Records for this exercise:
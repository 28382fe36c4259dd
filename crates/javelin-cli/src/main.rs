mod commands;

use std::path::PathBuf;

use clap::{Parser, Subcommand};
use tracing_subscriber::EnvFilter;

/// Javelin -- tamper-evident audit chains for chat conversations.
#[derive(Parser, Debug)]
#[command(name = "javelin", version, about)]
struct Cli {
    /// Configuration file (defaults to ./javelin.toml when present)
    #[arg(long, global = true)]
    config: Option<PathBuf>,

    #[command(subcommand)]
    command: Commands,
}

#[derive(Subcommand, Debug)]
enum Commands {
    /// Print the canonical form of FILE (or stdin)
    Canonicalize {
        file: Option<PathBuf>,
    },

    /// Print the deduplication fingerprint of FILE's canonical form (or stdin)
    Fingerprint {
        file: Option<PathBuf>,
    },

    /// Show the effective configuration and where each value came from
    Config,

    /// Audit chain subcommands
    Audit {
        #[command(subcommand)]
        action: AuditCommands,
    },
}

#[derive(Subcommand, Debug)]
enum AuditCommands {
    /// Canonicalize a message or tool result and link it onto a conversation
    Append {
        #[arg(long)]
        user: String,

        #[arg(long)]
        conversation: String,

        /// user, assistant or tool
        #[arg(long, default_value = "user")]
        role: String,

        /// Step id (a random one is generated when omitted)
        #[arg(long)]
        step: Option<String>,

        /// Client-side sequence number
        #[arg(long)]
        seq: Option<i64>,

        /// Record a tool result from this tool instead of a message
        #[arg(long)]
        tool: Option<String>,

        /// Entry state (tool status for tool results)
        #[arg(long)]
        state: Option<String>,

        /// Anchor the entry at this RFC 3339 timestamp
        #[arg(long)]
        at: Option<String>,

        /// Content file (defaults to stdin)
        file: Option<PathBuf>,
    },

    /// Verify a conversation's hash chain
    Verify {
        #[arg(long)]
        user: String,

        #[arg(long)]
        conversation: String,

        /// Print the full report as JSON
        #[arg(long)]
        json: bool,
    },

    /// Print the hash the next entry will link to
    Tail {
        #[arg(long)]
        user: String,

        #[arg(long)]
        conversation: String,
    },

    /// Export a conversation's timeline
    Export {
        #[arg(long)]
        user: String,

        #[arg(long)]
        conversation: String,

        /// csv, json or ndjson
        #[arg(long, default_value = "csv")]
        format: String,

        /// Output file (defaults to stdout)
        #[arg(long)]
        output: Option<PathBuf>,
    },

    /// List conversations present in the ledger
    List,
}

fn main() -> anyhow::Result<()> {
    // Initialize tracing with env filter (e.g., RUST_LOG=debug)
    tracing_subscriber::fmt()
        .with_env_filter(EnvFilter::from_default_env())
        .with_target(false)
        .with_writer(std::io::stderr)
        .init();

    let cli = Cli::parse();
    let config = cli.config.as_deref();

    match cli.command {
        Commands::Canonicalize { file } => commands::text::canonicalize(file.as_deref()),
        Commands::Fingerprint { file } => commands::text::fingerprint(file.as_deref()),
        Commands::Config => commands::config::show(config),
        Commands::Audit { action } => match action {
            AuditCommands::Append {
                user,
                conversation,
                role,
                step,
                seq,
                tool,
                state,
                at,
                file,
            } => commands::audit::append(
                config,
                commands::audit::AppendArgs {
                    user,
                    conversation,
                    role,
                    step,
                    seq,
                    tool,
                    state,
                    at,
                    file,
                },
            ),
            AuditCommands::Verify {
                user,
                conversation,
                json,
            } => commands::audit::verify(config, &user, &conversation, json),
            AuditCommands::Tail { user, conversation } => {
                commands::audit::tail(config, &user, &conversation)
            }
            AuditCommands::Export {
                user,
                conversation,
                format,
                output,
            } => commands::audit::export(config, &user, &conversation, &format, output.as_deref()),
            AuditCommands::List => commands::audit::list(config),
        },
    }
}

#[cfg(test)]
mod tests {
    use super::*;
    use clap::CommandFactory;

    #[test]
    fn cli_definition_is_consistent() {
        Cli::command().debug_assert();
    }

    #[test]
    fn parses_append_with_global_config() {
        let cli = Cli::try_parse_from([
            "javelin",
            "audit",
            "append",
            "--user",
            "u1",
            "--conversation",
            "c1",
            "--role",
            "assistant",
            "--config",
            "ledger.toml",
            "reply.md",
        ])
        .unwrap();
        assert_eq!(cli.config, Some(PathBuf::from("ledger.toml")));
        match cli.command {
            Commands::Audit {
                action: AuditCommands::Append { role, file, .. },
            } => {
                assert_eq!(role, "assistant");
                assert_eq!(file, Some(PathBuf::from("reply.md")));
            }
            other => panic!("unexpected command: {other:?}"),
        }
    }

    #[test]
    fn export_defaults_to_csv() {
        let cli = Cli::try_parse_from([
            "javelin",
            "audit",
            "export",
            "--user",
            "u",
            "--conversation",
            "c",
        ])
        .unwrap();
        match cli.command {
            Commands::Audit {
                action: AuditCommands::Export { format, output, .. },
            } => {
                assert_eq!(format, "csv");
                assert!(output.is_none());
            }
            other => panic!("unexpected command: {other:?}"),
        }
    }
}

Problem requirements: All of the material above must be transcribed exactly, with no line dropped.

Your response:
repository 28382fe36c4259dd
filename crates/javelin-cli/src/main.rs
mod commands;

use std::path::PathBuf;

use clap::{Parser, Subcommand};
use tracing_subscriber::EnvFilter;

/// Javelin -- tamper-evident audit chains for chat conversations.
#[derive(Parser, Debug)]
#[command(name = "javelin", version, about)]
struct Cli {
    /// Configuration file (defaults to ./javelin.toml when present)
    #[arg(long, global = true)]
    config: Option<PathBuf>,

    #[command(subcommand)]
    command: Commands,
}

#[derive(Subcommand, Debug)]
enum Commands {
    /// Print the canonical form of FILE (or stdin)
    Canonicalize {
        file: Option<PathBuf>,
    },

    /// Print the deduplication fingerprint of FILE's canonical form (or stdin)
    Fingerprint {
        file: Option<PathBuf>,
    },

    /// Show the effective configuration and where each value came from
    Config,

    /// Audit chain subcommands
    Audit {
        #[command(subcommand)]
        action: AuditCommands,
    },
}

#[derive(Subcommand, Debug)]
enum AuditCommands {
    /// Canonicalize a message or tool result and link it onto a conversation
    Append {
        #[arg(long)]
        user: String,

        #[arg(long)]
        conversation: String,

        /// user, assistant or tool
        #[arg(long, default_value = "user")]
        role: String,

        /// Step id (a random one is generated when omitted)
        #[arg(long)]
        step: Option<String>,

        /// Client-side sequence number
        #[arg(long)]
        seq: Option<i64>,

        /// Record a tool result from this tool instead of a message
        #[arg(long)]
        tool: Option<String>,

        /// Entry state (tool status for tool results)
        #[arg(long)]
        state: Option<String>,

        /// Anchor the entry at this RFC 3339 timestamp
        #[arg(long)]
        at: Option<String>,

        /// Content file (defaults to stdin)
        file: Option<PathBuf>,
    },

    /// Verify a conversation's hash chain
    Verify {
        #[arg(long)]
        user: String,

        #[arg(long)]
        conversation: String,

        /// Print the full report as JSON
        #[arg(long)]
        json: bool,
    },

    /// Print the hash the next entry will link to
    Tail {
        #[arg(long)]
        user: String,

        #[arg(long)]
        conversation: String,
    },

    /// Export a conversation's timeline
    Export {
        #[arg(long)]
        user: String,

        #[arg(long)]
        conversation: String,

        /// csv, json or ndjson
        #[arg(long, default_value = "csv")]
        format: String,

        /// Output file (defaults to stdout)
        #[arg(long)]
        output: Option<PathBuf>,
    },

    /// List conversations present in the ledger
    List,
}

fn main() -> anyhow::Result<()> {
    // Initialize tracing with env filter (e.g., RUST_LOG=debug)
    tracing_subscriber::fmt()
        .with_env_filter(EnvFilter::from_default_env())
        .with_target(false)
        .with_writer(std::io::stderr)
        .init();

    let cli = Cli::parse();
    let config = cli.config.as_deref();

    match cli.command {
        Commands::Canonicalize { file } => commands::text::canonicalize(file.as_deref()),
        Commands::Fingerprint { file } => commands::text::fingerprint(file.as_deref()),
        Commands::Config => commands::config::show(config),
        Commands::Audit { action } => match action {
            AuditCommands::Append {
                user,
                conversation,
                role,
                step,
                seq,
                tool,
                state,
                at,
                file,
            } => commands::audit::append(
                config,
                commands::audit::AppendArgs {
                    user,
                    conversation,
                    role,
                    step,
                    seq,
                    tool,
                    state,
                    at,
                    file,
                },
            ),
            AuditCommands::Verify {
                user,
                conversation,
                json,
            } => commands::audit::verify(config, &user, &conversation, json),
            AuditCommands::Tail { user, conversation } => {
                commands::audit::tail(config, &user, &conversation)
            }
            AuditCommands::Export {
                user,
                conversation,
                format,
                output,
            } => commands::audit::export(config, &user, &conversation, &format, output.as_deref()),
            AuditCommands::List => commands::audit::list(config),
        },
    }
}

#[cfg(test)]
mod tests {
    use super::*;
    use clap::CommandFactory;

    #[test]
    fn cli_definition_is_consistent() {
        Cli::command().debug_assert();
    }

    #[test]
    fn parses_append_with_global_config() {
        let cli = Cli::try_parse_from([
            "javelin",
            "audit",
            "append",
            "--user",
            "u1",
            "--conversation",
            "c1",
            "--role",
            "assistant",
            "--config",
            "ledger.toml",
            "reply.md",
        ])
        .unwrap();
        assert_eq!(cli.config, Some(PathBuf::from("ledger.toml")));
        match cli.command {
            Commands::Audit {
                action: AuditCommands::Append { role, file, .. },
            } => {
                assert_eq!(role, "assistant");
                assert_eq!(file, Some(PathBuf::from("reply.md")));
            }
            other => panic!("unexpected command: {other:?}"),
        }
    }

    #[test]
    fn export_defaults_to_csv() {
        let cli = Cli::try_parse_from([
            "javelin",
            "audit",
            "export",
            "--user",
            "u",
            "--conversation",
            "c",
        ])
        .unwrap();
        match cli.command {
            Commands::Audit {
                action: AuditCommands::Export { format, output, .. },
            } => {
                assert_eq!(format, "csv");
                assert!(output.is_none());
            }
            other => panic!("unexpected command: {other:?}"),
        }
    }
}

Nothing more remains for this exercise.